VINMAN 05-06-2024 11:48 AM

Quote:

Originally Posted by David Inc. (Post 12244811)
I'm baffled by the idea of running that formation. Anybody hits a road obstacle or who knows what else and a bunch of guys go down at once. Why not run staggered?

My guys, we run staggered. Leave a lot of room for error.

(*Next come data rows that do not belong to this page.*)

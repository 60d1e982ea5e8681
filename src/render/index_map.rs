//! Index table mapping emitted element numbers back to screen geometry.

use std::collections::BTreeMap;

use serde::Serialize;

use crate::core::bounds::{Bounds, Point};
use crate::core::node::Attributes;

/// Snapshot of an interactive node as it was when its index was allocated.
#[derive(Debug, Clone, PartialEq, Eq)]
pub struct IndexedElement {
    attributes: Attributes,
    bounds: Option<Bounds>,
}

impl IndexedElement {
    pub fn new(attributes: Attributes) -> Self {
        let bounds = attributes.bounds();
        Self { attributes, bounds }
    }

    pub fn attributes(&self) -> &Attributes {
        &self.attributes
    }

    pub fn bounds(&self) -> Option<Bounds> {
        self.bounds
    }

    pub fn center(&self) -> Option<Point> {
        self.bounds.map(|bounds| bounds.center())
    }
}

/// Serializable row of an [`IndexMap`], handed to actuators.
#[derive(Debug, Clone, PartialEq, Eq, Serialize)]
pub struct IndexEntry {
    pub index: usize,
    pub text: String,
    pub resource_id: String,
    pub class: String,
    pub bounds: Option<Bounds>,
    pub center: Option<Point>,
}

/// 1-based element numbers from one render, in allocation order.
#[derive(Debug, Clone, Default, PartialEq, Eq)]
pub struct IndexMap {
    elements: BTreeMap<usize, IndexedElement>,
}

impl IndexMap {
    pub fn new() -> Self {
        Self::default()
    }

    /// Records `attributes` under the next free number and returns it.
    pub fn allocate(&mut self, attributes: Attributes) -> usize {
        let index = self.elements.len() + 1;
        self.elements.insert(index, IndexedElement::new(attributes));
        index
    }

    pub fn get(&self, index: usize) -> Option<&IndexedElement> {
        self.elements.get(&index)
    }

    /// Tap point for `index`: the center of its bounds.
    pub fn resolve_center(&self, index: usize) -> Option<Point> {
        self.get(index)?.center()
    }

    pub fn len(&self) -> usize {
        self.elements.len()
    }

    pub fn is_empty(&self) -> bool {
        self.elements.is_empty()
    }

    pub fn iter(&self) -> impl Iterator<Item = (usize, &IndexedElement)> {
        self.elements.iter().map(|(index, element)| (*index, element))
    }

    pub fn entries(&self) -> Vec<IndexEntry> {
        self.iter()
            .map(|(index, element)| {
                let attributes = element.attributes();
                IndexEntry {
                    index,
                    text: attributes.visible_text().to_string(),
                    resource_id: attributes.resource_id().to_string(),
                    class: attributes.class().to_string(),
                    bounds: element.bounds(),
                    center: element.center(),
                }
            })
            .collect()
    }
}
//! Environment configuration.

use std::env;

pub const DEBUG_VAR: &str = "SCREEN_DIGEST_DEBUG";
pub const LOG_FILE_VAR: &str = "SCREEN_DIGEST_LOG_FILE";

#[derive(Debug, Clone, Default, PartialEq, Eq)]
pub struct EnvConfig {
    /// Log pruning and numbering statistics for every render. Only `1` turns it on.
    pub debug: bool,
    /// Where binaries built on this crate write their log, instead of stderr.
    pub log_file: Option<String>,
}

impl EnvConfig {
    pub fn from_env() -> Self {
        Self::from_lookup(|name| env::var(name).ok())
    }

    /// Builds the configuration from any variable source, e.g. a map in tests or a
    /// config file an embedding application already parsed.
    pub fn from_lookup(lookup: impl Fn(&str) -> Option<String>) -> Self {
        let debug = lookup(DEBUG_VAR).is_some_and(|value| value == "1");
        let log_file = lookup(LOG_FILE_VAR).filter(|path| !path.trim().is_empty());
        Self { debug, log_file }
    }
}
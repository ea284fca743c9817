use crate::foundation::cancel::{CancelSource, CancelToken};
use crate::foundation::error::{TexforgeError, TexforgeResult};
use crate::pipeline::request::RenderRequest;
use crate::pipeline::stage::RenderStage;
use crate::scene::glyph::Expression;
use std::sync::Mutex;

/// Outermost façade stage: starting a new render supersedes the previous
/// one.
///
/// Each [`SupersedeStage::process`] call mints a fresh cancellation scope
/// and cancels whichever render the caller had outstanding; typing
/// invalidates the prior render. The most recent non-cancellation error is
/// retained for display so callers can show it without handling errors at
/// the call site; a later successful render clears it.
pub struct SupersedeStage<S> {
    inner: S,
    current: Mutex<Option<CancelSource>>,
    last_error: Mutex<Option<TexforgeError>>,
}

impl<S: RenderStage> SupersedeStage<S> {
    /// Wrap `inner`.
    pub fn new(inner: S) -> Self {
        Self {
            inner,
            current: Mutex::new(None),
            last_error: Mutex::new(None),
        }
    }

    /// Borrow the wrapped stage.
    pub fn inner(&self) -> &S {
        &self.inner
    }

    /// Process `request` under a fresh scope, superseding the previous one.
    pub fn process(&self, request: &RenderRequest) -> TexforgeResult<Expression> {
        let token = self.supersede();
        let outcome = self.inner.process(request, &token);

        let mut last = self.last_error.lock().expect("last_error poisoned");
        match &outcome {
            Ok(_) => *last = None,
            Err(e) if !e.is_cancelled() => *last = Some(e.clone()),
            // Cancellation is not a real error; never record it.
            Err(_) => {}
        }
        outcome
    }

    /// Abort the current logical render, if any.
    pub fn cancel(&self) {
        if let Some(current) = self.current.lock().expect("current scope poisoned").as_ref() {
            current.cancel();
        }
    }

    /// The most recent non-cancellation error, if the last render failed.
    pub fn last_error(&self) -> Option<TexforgeError> {
        self.last_error.lock().expect("last_error poisoned").clone()
    }

    fn supersede(&self) -> CancelToken {
        let mut current = self.current.lock().expect("current scope poisoned");
        if let Some(previous) = current.take() {
            previous.cancel();
        }
        let source = CancelSource::new();
        let token = source.token();
        *current = Some(source);
        token
    }
}
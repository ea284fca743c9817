use crate::foundation::error::{TexforgeError, TexforgeResult};
use crate::foundation::task::Completion;
use crate::scene::glyph::{Expression, GlyphGeometry, Mesh};
use crate::vector::tessellate::TessellatedGlyph;
use std::sync::Mutex;

/// Builds renderable glyphs from tessellated buffers.
///
/// Implementations are only invoked from [`TickMailbox::pump`], i.e. on the
/// host's constrained per-tick context, the one place the host's
/// mesh-building facility may be touched.
pub trait GlyphFactory: Send + Sync {
    /// Build one glyph from its tessellated buffers.
    fn build(&self, tess: &TessellatedGlyph) -> TexforgeResult<GlyphGeometry>;
}

/// Default factory producing plain mesh data, for hosts (and tests) whose
/// mesh type is the crate's own [`Mesh`].
#[derive(Debug, Default)]
pub struct MeshFactory;

impl GlyphFactory for MeshFactory {
    fn build(&self, tess: &TessellatedGlyph) -> TexforgeResult<GlyphGeometry> {
        Ok(GlyphGeometry {
            mesh: Mesh {
                positions: tess.positions.clone(),
                indices: tess.indices.clone(),
            },
            bounds: tess.bounds,
            anchor: tess.anchor,
        })
    }
}

struct PendingExpression {
    glyphs: Vec<TessellatedGlyph>,
    completion: Completion<Expression>,
}

/// Single-slot hand-off between background geometry completion and the
/// host's per-tick update context.
///
/// Background tasks submit tessellated geometry plus a completion handle;
/// the host calls [`TickMailbox::pump`] once per tick, which drains the slot
/// (if occupied), builds the meshes synchronously on the tick context, and
/// resolves the completion. Only one pending entry is supported: a second
/// submission before drain is rejected rather than silently overwriting the
/// first.
#[derive(Default)]
pub struct TickMailbox {
    slot: Mutex<Option<PendingExpression>>,
}

impl TickMailbox {
    /// Create an empty mailbox.
    pub fn new() -> Self {
        Self::default()
    }

    /// Return `true` while a submission is waiting to be drained.
    pub fn has_pending(&self) -> bool {
        self.slot.lock().expect("mailbox slot poisoned").is_some()
    }

    pub(crate) fn submit(
        &self,
        glyphs: Vec<TessellatedGlyph>,
        completion: Completion<Expression>,
    ) -> TexforgeResult<()> {
        let mut slot = self.slot.lock().expect("mailbox slot poisoned");
        if slot.is_some() {
            return Err(TexforgeError::validation(
                "geometry mailbox already holds a pending expression; is the host still pumping?",
            ));
        }
        *slot = Some(PendingExpression { glyphs, completion });
        Ok(())
    }

    /// Drain the mailbox on the constrained tick context.
    ///
    /// Builds every pending glyph through `factory` and resolves the
    /// submission's completion handle with the expression (or the first
    /// build error). Returns `true` when an entry was drained.
    pub fn pump(&self, factory: &dyn GlyphFactory) -> bool {
        let pending = self.slot.lock().expect("mailbox slot poisoned").take();
        let Some(pending) = pending else {
            return false;
        };

        let mut glyphs = Vec::with_capacity(pending.glyphs.len());
        let mut outcome = None;
        for tess in &pending.glyphs {
            match factory.build(tess) {
                Ok(glyph) => glyphs.push(glyph),
                Err(e) => {
                    outcome = Some(Err(e));
                    break;
                }
            }
        }
        pending
            .completion
            .resolve(outcome.unwrap_or_else(|| Ok(Expression::new(glyphs))));
        true
    }
}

I did the two by two thing a couple times. Honestly I was scared shyteless each time. And I've been riding 40+yrs.

oldE 05-06-2024 12:33 PM

Only wanna bes run side by side. Wanna be organ doners. :D

Best
Les

MMARSH 05-06-2024 01:36 PM

Quote:

Originally Posted by oldE (Post 12244957)
Only wanna bes run side by side. Wanna be organ doners. :D

Best
Les


Was a motorcop for 13 years. I've run 2x2 a ton. That and wearing an open face helmet were two things I never really cared for. I volunteered to test flip up helmets well before they were common and eventually they became our standard helmet. But if we traveled in mass, we always traveled 2x2. Unless on a two lane road. I've never traveled that way on my personal bike.

FYI, we had about 110 motorcops, in the 30 years I worked, no organs were ever donated because of riding 2x2.

VINMAN 05-06-2024 02:44 PM

Quote:

Originally Posted by MMARSH (Post 12244990)

FYI, we had about 110 motorcops, in the 30 years I worked, no organs were ever donated because of riding 2x2.

I give you guys a ton of credit Mike. You guys are THE most skilled riders out there. One if my best friends retired NYPD Highway. Incredible how you guys can toss full dresser around.
Ive been following Jerry Paladino for years.

.

Bill Douglas 05-06-2024 02:59 PM

Quote:

Originally Posted by VINMAN (Post 12245002)
You guys are THE most skilled riders out there.
.

I was watching a motorcycle cop chase and catch a guy on a large-ish sports bike. The cop was as smooth as silk and unlikely to crash or get hurt. The guy on the sports bike was erratic, made mistakes and was just lucky not to crash. the cop caught him in no time.

MMARSH 05-06-2024 04:26 PM

Quote:

Originally Posted by VINMAN (Post 12245002)
I give you guys a ton of credit Mike. You guys are THE most skilled riders out there. One if my best friends retired NYPD Highway. Incredible how you guys can toss full dresser around.
Ive been following Jerry Paladino for years.

.


Yeah, I've seen some of his stuff on YouTube. He's very good. I still take a few minutes before every ride to practice slow speed u-turns and different maneuvers. It's like my warm up, before I actually hit the road.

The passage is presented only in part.